Different representations of biological nitrogen fixation cause major variation in projected terrestrial biosphere responses to elevated levels of atmospheric CO2

Abstract:

Including a land nitrogen (N) cycle in current Earth system models has led to substantial attenuation of predicted land-climate feedbacks, but the magnitude of this N effect remains highly uncertain. The current magnitude and global change responses of major land N cycle processes are still not well understood. Biological nitrogen fixation (BNF) is one particularly important process, being the largest natural land input of N. However, global terrestrial BNF rates are highly uncertain and models lack observations on which to base their predictions. The current variety of terrestrial biosphere models use a wide array of differing, largely untested BNF representations. We tested the six most widely used formulations within the O-CN model and examined the resulting differences in model predictions both under current atmospheric [CO₂], as well as under future scenarios of elevated atmospheric [CO₂]: a prescribed global map of static BNF rates, two simple empirical relationships between BNF and other ecosystem variables (net primary production and evapotranspiration), two process-based formulations based on plant N status, and an approach following a basic form of optimality of plant N acquisition. We found that the predicted global BNF rates for current conditions were fairly comparable, ranging from 93 to 134 Tg N yr^-1 (median 118 Tg N yr^-1). However, at 587 ppm atmospheric [CO₂], model responses in BNF rates ranged from -5 Tg N yr^-1 (-4 %) to 113 Tg N yr^-1 (+88 %) (median 14 Tg N yr^-1 (+15 %)).

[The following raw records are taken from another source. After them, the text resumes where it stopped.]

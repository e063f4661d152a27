//! Tabular row sets and fetched endpoint payloads

use serde::{Deserialize, Serialize};
use serde_json::{Map, Value};

use crate::error::{IngestError, Result};

/// One row: column name to JSON value, in source order
pub type Row = Map<String, Value>;

/// A named, ordered row set derived from one endpoint payload
#[derive(Debug, Clone, PartialEq, Serialize, Deserialize)]
pub struct Table {
    pub name: String,
    pub rows: Vec<Row>,
}

impl Table {
    pub fn new(name: impl Into<String>, rows: Vec<Row>) -> Self {
        Self {
            name: name.into(),
            rows,
        }
    }

    pub fn len(&self) -> usize {
        self.rows.len()
    }

    pub fn is_empty(&self) -> bool {
        self.rows.is_empty()
    }

    /// Union of the column names of every row, in first-seen order
    pub fn columns(&self) -> Vec<String> {
        let mut columns: Vec<String> = Vec::new();
        for row in &self.rows {
            for key in row.keys() {
                if !columns.iter().any(|c| c == key) {
                    columns.push(key.clone());
                }
            }
        }
        columns
    }

    /// Keep only the rows matching `predicate`
    pub fn filter<P>(&self, mut predicate: P) -> Table
    where
        P: FnMut(&Row) -> bool,
    {
        let rows = self.rows.iter().filter(|row| predicate(row)).cloned().collect();
        Table::new(self.name.clone(), rows)
    }

    /// Project every row onto `columns`; absent columns become `null`
    pub fn select(&self, columns: &[&str]) -> Table {
        let rows = self
            .rows
            .iter()
            .map(|row| {
                columns
                    .iter()
                    .map(|c| (c.to_string(), row.get(*c).cloned().unwrap_or(Value::Null)))
                    .collect()
            })
            .collect();
        Table::new(self.name.clone(), rows)
    }

    /// Integer values of `column`, skipping rows where it is absent or not an integer
    pub fn integer_column(&self, column: &str) -> Vec<u64> {
        self.rows
            .iter()
            .filter_map(|row| row.get(column).and_then(Value::as_u64))
            .collect()
    }
}

/// Raw result of fetching one endpoint: named sub-collections
#[derive(Debug, Clone, Default, PartialEq)]
pub struct Payload {
    collections: Map<String, Value>,
}

impl Payload {
    pub fn new() -> Self {
        Self::default()
    }

    /// Wrap a decoded JSON document; it must be an object of sub-collections
    pub fn from_document(endpoint: &str, document: Value) -> Result<Self> {
        match document {
            Value::Object(collections) => Ok(Self { collections }),
            other => Err(IngestError::fetch_failed(
                endpoint,
                format!("expected a JSON object, got {}", json_type(&other)),
            )),
        }
    }

    pub fn insert(&mut self, name: impl Into<String>, value: Value) {
        self.collections.insert(name.into(), value);
    }

    pub fn get(&self, name: &str) -> Option<&Value> {
        self.collections.get(name)
    }

    pub fn contains(&self, name: &str) -> bool {
        self.collections.contains_key(name)
    }

    pub fn names(&self) -> impl Iterator<Item = &str> {
        self.collections.keys().map(String::as_str)
    }
}

/// Interpret a sub-collection as rows
///
/// Arrays give one row per element (non-object elements land in a `value`
/// column); an object is a single row; scalars are rejected.
pub fn value_to_rows(name: &str, value: &Value) -> Result<Vec<Row>> {
    match value {
        Value::Array(items) => Ok(items
            .iter()
            .map(|item| match item {
                Value::Object(row) => row.clone(),
                other => {
                    let mut row = Row::new();
                    row.insert("value".to_string(), other.clone());
                    row
                },
            })
            .collect()),
        Value::Object(row) => Ok(vec![row.clone()]),
        _ => Err(IngestError::NotTabular(name.to_string())),
    }
}

pub(crate) fn json_type(value: &Value) -> &'static str {
    match value {
        Value::Null => "null",
        Value::Bool(_) => "bool",
        Value::Number(_) => "number",
        Value::String(_) => "string",
        Value::Array(_) => "array",
        Value::Object(_) => "object",
    }
}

As a consequence, future projections of global net primary productivity and carbon storage (increases of different magnitudes), as well as N₂O emission (negative responses or unchanged) differed significantly across the different model formulations. Our results emphasize the importance of better understanding the nature and magnitude of BNF responses to change induced perturbations; particularly through new empirical perturbation experiments.